# [Work to complete]
Going from the top of the data below, give again each line through the one containing "render_list(frame, app, list, chunks[0]);", both ends kept.

# [Collected data entries]
[Start of Attachment]

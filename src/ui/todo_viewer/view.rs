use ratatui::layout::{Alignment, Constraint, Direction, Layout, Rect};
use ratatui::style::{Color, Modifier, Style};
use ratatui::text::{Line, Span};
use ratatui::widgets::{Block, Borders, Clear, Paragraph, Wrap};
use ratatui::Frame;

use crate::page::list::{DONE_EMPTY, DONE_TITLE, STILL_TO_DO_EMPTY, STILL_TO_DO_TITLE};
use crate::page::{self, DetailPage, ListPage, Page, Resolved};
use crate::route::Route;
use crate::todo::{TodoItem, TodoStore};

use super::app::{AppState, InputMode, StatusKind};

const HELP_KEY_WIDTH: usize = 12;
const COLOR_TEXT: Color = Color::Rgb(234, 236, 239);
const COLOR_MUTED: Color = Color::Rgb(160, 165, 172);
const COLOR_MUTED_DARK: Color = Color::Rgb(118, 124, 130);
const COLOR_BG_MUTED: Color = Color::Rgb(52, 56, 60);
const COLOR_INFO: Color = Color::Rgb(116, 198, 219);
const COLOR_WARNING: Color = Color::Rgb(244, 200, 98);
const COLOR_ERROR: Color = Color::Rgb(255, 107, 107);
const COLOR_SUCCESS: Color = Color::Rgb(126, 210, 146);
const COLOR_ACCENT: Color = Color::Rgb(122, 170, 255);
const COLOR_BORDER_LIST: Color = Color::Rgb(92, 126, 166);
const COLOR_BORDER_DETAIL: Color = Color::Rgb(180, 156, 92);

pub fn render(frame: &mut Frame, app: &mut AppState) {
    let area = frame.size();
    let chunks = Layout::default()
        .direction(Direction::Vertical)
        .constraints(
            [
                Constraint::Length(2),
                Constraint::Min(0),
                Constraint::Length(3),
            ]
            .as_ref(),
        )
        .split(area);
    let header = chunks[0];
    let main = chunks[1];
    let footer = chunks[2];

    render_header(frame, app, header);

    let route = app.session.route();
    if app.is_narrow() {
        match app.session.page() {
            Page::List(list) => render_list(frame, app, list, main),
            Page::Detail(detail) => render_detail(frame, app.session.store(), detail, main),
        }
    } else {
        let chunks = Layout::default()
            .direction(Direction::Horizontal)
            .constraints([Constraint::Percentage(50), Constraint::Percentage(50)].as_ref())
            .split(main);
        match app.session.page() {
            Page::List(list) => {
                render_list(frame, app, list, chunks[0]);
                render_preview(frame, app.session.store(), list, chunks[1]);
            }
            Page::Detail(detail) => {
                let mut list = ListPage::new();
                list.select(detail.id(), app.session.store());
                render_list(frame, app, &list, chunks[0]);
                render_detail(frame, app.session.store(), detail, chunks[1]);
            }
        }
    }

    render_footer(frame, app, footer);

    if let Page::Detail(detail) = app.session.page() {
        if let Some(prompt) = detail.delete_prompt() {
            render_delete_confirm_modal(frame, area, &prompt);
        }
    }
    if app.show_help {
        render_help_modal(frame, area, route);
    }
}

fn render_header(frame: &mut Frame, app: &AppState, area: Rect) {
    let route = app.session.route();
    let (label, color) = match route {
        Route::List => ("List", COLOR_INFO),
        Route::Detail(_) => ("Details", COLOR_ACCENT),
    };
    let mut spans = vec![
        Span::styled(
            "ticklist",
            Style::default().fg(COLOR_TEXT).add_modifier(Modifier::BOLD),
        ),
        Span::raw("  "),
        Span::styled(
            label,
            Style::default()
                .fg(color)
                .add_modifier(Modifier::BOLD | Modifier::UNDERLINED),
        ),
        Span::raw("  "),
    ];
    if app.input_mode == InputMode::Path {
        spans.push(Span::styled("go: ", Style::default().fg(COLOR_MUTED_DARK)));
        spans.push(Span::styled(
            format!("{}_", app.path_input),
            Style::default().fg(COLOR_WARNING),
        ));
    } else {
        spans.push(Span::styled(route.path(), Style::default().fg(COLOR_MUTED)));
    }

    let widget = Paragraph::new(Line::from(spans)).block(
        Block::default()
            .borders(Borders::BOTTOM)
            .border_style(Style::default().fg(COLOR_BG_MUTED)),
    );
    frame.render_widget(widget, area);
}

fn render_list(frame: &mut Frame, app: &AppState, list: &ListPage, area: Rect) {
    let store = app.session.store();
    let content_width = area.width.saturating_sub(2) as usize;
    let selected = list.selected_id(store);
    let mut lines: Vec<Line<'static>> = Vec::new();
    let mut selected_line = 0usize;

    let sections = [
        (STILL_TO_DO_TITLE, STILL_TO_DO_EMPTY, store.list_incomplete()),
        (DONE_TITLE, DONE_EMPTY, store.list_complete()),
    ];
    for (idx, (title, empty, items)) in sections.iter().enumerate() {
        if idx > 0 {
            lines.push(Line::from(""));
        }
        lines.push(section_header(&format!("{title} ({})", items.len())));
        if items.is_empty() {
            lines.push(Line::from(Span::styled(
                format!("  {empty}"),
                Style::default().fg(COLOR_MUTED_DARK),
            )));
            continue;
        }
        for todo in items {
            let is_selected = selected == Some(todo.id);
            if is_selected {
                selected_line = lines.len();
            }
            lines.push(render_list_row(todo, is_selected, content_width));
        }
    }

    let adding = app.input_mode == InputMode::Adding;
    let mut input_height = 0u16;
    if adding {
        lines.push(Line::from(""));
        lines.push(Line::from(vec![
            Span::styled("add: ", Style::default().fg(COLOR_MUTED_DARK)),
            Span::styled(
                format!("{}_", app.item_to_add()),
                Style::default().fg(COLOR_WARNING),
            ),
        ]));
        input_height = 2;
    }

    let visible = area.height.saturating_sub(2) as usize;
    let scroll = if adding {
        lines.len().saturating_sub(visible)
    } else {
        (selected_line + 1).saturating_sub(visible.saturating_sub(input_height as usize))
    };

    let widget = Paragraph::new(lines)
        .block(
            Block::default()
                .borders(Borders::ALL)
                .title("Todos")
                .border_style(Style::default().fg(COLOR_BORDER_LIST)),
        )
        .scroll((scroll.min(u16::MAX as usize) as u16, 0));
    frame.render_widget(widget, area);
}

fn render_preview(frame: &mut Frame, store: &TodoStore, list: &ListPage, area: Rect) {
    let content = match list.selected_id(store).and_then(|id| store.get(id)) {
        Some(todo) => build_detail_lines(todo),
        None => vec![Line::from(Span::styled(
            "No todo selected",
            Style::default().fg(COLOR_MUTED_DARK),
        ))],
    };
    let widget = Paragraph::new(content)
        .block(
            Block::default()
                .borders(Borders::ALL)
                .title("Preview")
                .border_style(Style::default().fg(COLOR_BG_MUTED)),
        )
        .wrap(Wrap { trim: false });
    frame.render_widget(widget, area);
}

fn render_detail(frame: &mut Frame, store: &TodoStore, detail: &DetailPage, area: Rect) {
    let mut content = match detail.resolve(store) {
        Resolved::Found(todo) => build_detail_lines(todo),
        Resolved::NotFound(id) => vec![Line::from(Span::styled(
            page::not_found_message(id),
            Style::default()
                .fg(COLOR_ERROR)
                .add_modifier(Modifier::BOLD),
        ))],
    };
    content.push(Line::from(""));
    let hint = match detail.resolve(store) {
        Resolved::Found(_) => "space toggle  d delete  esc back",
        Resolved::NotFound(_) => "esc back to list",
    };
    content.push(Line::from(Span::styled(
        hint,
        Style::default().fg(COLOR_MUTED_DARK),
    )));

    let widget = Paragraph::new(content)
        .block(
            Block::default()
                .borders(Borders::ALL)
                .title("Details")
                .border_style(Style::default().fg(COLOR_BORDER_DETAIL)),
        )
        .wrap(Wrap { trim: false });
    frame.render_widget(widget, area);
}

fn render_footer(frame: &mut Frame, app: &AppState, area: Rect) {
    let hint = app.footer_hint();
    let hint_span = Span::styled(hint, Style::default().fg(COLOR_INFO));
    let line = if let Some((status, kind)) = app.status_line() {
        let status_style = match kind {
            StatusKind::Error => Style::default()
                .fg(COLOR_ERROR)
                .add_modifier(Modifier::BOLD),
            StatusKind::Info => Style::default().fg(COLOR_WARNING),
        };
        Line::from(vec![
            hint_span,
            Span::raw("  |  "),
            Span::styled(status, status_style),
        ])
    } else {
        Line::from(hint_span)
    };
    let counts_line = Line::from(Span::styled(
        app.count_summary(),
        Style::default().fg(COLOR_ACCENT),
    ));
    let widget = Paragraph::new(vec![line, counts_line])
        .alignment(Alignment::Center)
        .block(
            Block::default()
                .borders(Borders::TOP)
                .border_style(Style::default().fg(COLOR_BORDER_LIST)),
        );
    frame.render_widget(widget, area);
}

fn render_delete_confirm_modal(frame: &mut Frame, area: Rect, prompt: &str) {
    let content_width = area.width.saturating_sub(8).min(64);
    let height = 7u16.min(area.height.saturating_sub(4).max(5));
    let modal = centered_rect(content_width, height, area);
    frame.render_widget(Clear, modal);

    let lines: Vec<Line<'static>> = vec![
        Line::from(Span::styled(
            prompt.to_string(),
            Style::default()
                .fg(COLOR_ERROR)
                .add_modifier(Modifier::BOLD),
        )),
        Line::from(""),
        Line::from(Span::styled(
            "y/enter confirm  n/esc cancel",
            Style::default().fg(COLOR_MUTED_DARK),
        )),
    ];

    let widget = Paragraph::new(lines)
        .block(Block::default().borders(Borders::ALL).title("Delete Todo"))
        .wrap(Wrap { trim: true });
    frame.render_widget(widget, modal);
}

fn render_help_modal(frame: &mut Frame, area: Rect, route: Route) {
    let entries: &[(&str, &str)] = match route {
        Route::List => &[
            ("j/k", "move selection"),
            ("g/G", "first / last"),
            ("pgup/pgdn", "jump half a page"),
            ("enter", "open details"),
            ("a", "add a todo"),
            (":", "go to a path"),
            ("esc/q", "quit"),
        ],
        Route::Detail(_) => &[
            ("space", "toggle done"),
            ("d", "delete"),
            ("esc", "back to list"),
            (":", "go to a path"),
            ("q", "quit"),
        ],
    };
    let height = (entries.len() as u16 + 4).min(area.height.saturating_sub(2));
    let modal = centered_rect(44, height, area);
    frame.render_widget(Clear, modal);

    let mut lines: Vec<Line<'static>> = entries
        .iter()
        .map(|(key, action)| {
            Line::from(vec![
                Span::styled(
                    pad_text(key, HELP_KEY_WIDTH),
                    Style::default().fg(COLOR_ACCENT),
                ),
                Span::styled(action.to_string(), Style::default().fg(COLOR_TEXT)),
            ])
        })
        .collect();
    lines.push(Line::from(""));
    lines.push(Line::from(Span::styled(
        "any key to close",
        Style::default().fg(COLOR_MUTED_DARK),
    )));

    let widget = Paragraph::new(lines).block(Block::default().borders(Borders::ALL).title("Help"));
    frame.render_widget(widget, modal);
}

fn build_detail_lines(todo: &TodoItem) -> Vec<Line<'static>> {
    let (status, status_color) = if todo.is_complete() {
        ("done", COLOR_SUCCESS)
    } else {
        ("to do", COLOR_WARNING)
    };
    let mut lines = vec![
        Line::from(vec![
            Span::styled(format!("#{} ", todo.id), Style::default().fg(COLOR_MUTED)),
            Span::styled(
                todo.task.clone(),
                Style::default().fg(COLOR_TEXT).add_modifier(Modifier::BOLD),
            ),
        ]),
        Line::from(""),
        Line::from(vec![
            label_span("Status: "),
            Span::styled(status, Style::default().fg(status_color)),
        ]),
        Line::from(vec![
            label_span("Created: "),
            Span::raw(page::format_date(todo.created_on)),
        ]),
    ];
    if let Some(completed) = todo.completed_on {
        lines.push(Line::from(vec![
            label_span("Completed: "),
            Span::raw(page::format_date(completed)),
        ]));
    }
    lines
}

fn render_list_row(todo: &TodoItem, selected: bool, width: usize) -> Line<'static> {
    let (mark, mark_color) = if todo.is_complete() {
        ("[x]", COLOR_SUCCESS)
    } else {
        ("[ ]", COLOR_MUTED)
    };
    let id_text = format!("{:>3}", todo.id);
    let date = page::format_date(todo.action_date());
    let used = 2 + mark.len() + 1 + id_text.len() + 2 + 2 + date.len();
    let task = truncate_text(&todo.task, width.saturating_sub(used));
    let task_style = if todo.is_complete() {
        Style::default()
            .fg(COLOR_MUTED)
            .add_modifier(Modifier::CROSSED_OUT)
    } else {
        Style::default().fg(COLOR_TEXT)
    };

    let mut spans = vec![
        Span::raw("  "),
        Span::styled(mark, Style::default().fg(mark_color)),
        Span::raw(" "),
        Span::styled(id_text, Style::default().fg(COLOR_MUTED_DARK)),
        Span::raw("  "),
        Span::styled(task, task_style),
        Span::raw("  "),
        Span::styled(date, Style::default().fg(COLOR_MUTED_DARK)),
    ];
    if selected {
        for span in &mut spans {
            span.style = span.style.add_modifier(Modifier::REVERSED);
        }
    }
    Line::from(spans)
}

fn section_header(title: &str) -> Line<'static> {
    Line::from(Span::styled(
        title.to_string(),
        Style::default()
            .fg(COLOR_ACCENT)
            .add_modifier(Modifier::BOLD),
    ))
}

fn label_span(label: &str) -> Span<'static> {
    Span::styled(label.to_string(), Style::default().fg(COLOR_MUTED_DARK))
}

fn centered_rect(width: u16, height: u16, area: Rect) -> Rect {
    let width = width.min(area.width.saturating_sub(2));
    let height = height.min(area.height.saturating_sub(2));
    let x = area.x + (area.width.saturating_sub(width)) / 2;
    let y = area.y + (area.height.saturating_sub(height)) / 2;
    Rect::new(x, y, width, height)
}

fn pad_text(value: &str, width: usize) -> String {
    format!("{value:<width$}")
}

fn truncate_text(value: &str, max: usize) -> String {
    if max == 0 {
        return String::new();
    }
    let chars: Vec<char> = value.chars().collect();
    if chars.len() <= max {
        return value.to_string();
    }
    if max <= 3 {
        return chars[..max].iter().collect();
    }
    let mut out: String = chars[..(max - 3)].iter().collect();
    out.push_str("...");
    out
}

[End of Attachment]

# [Reply to the exercise]
filename src/ui/todo_viewer/view.rs
use ratatui::layout::{Alignment, Constraint, Direction, Layout, Rect};
use ratatui::style::{Color, Modifier, Style};
use ratatui::text::{Line, Span};
use ratatui::widgets::{Block, Borders, Clear, Paragraph, Wrap};
use ratatui::Frame;

use crate::page::list::{DONE_EMPTY, DONE_TITLE, STILL_TO_DO_EMPTY, STILL_TO_DO_TITLE};
use crate::page::{self, DetailPage, ListPage, Page, Resolved};
use crate::route::Route;
use crate::todo::{TodoItem, TodoStore};

use super::app::{AppState, InputMode, StatusKind};

const HELP_KEY_WIDTH: usize = 12;
const COLOR_TEXT: Color = Color::Rgb(234, 236, 239);
const COLOR_MUTED: Color = Color::Rgb(160, 165, 172);
const COLOR_MUTED_DARK: Color = Color::Rgb(118, 124, 130);
const COLOR_BG_MUTED: Color = Color::Rgb(52, 56, 60);
const COLOR_INFO: Color = Color::Rgb(116, 198, 219);
const COLOR_WARNING: Color = Color::Rgb(244, 200, 98);
const COLOR_ERROR: Color = Color::Rgb(255, 107, 107);
const COLOR_SUCCESS: Color = Color::Rgb(126, 210, 146);
const COLOR_ACCENT: Color = Color::Rgb(122, 170, 255);
const COLOR_BORDER_LIST: Color = Color::Rgb(92, 126, 166);
const COLOR_BORDER_DETAIL: Color = Color::Rgb(180, 156, 92);

pub fn render(frame: &mut Frame, app: &mut AppState) {
    let area = frame.size();
    let chunks = Layout::default()
        .direction(Direction::Vertical)
        .constraints(
            [
                Constraint::Length(2),
                Constraint::Min(0),
                Constraint::Length(3),
            ]
            .as_ref(),
        )
        .split(area);
    let header = chunks[0];
    let main = chunks[1];
    let footer = chunks[2];

    render_header(frame, app, header);

    let route = app.session.route();
    if app.is_narrow() {
        match app.session.page() {
            Page::List(list) => render_list(frame, app, list, main),
            Page::Detail(detail) => render_detail(frame, app.session.store(), detail, main),
        }
    } else {
        let chunks = Layout::default()
            .direction(Direction::Horizontal)
            .constraints([Constraint::Percentage(50), Constraint::Percentage(50)].as_ref())
            .split(main);
        match app.session.page() {
            Page::List(list) => {
                render_list(frame, app, list, chunks[0]);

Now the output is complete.